▶ _Assignment_: Note each line in the data holding the string "filename" and report it.

▶ _Extracted records_:
┏━━

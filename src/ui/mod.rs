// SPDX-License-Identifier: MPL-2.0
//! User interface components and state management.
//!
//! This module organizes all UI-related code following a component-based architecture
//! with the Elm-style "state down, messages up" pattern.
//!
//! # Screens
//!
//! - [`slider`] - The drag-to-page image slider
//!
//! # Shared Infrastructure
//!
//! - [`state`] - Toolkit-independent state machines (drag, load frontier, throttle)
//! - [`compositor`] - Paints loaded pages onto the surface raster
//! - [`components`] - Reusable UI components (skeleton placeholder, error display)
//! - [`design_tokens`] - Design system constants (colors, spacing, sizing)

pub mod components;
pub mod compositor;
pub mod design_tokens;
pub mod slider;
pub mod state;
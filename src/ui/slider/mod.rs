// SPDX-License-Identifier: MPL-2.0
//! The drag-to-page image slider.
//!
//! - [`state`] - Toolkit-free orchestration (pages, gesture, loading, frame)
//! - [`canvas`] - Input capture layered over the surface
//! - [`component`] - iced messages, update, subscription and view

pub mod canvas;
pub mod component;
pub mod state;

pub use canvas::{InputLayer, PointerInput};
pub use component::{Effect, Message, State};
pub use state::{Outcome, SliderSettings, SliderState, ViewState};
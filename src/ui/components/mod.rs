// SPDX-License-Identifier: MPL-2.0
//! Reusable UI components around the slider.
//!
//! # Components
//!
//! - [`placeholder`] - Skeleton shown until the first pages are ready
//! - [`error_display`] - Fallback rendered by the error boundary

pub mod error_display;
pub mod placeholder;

┗━━

▶ _Answer for the task_:
filename src/ui/mod.rs
filename src/ui/slider/mod.rs
filename src/ui/components/mod.rs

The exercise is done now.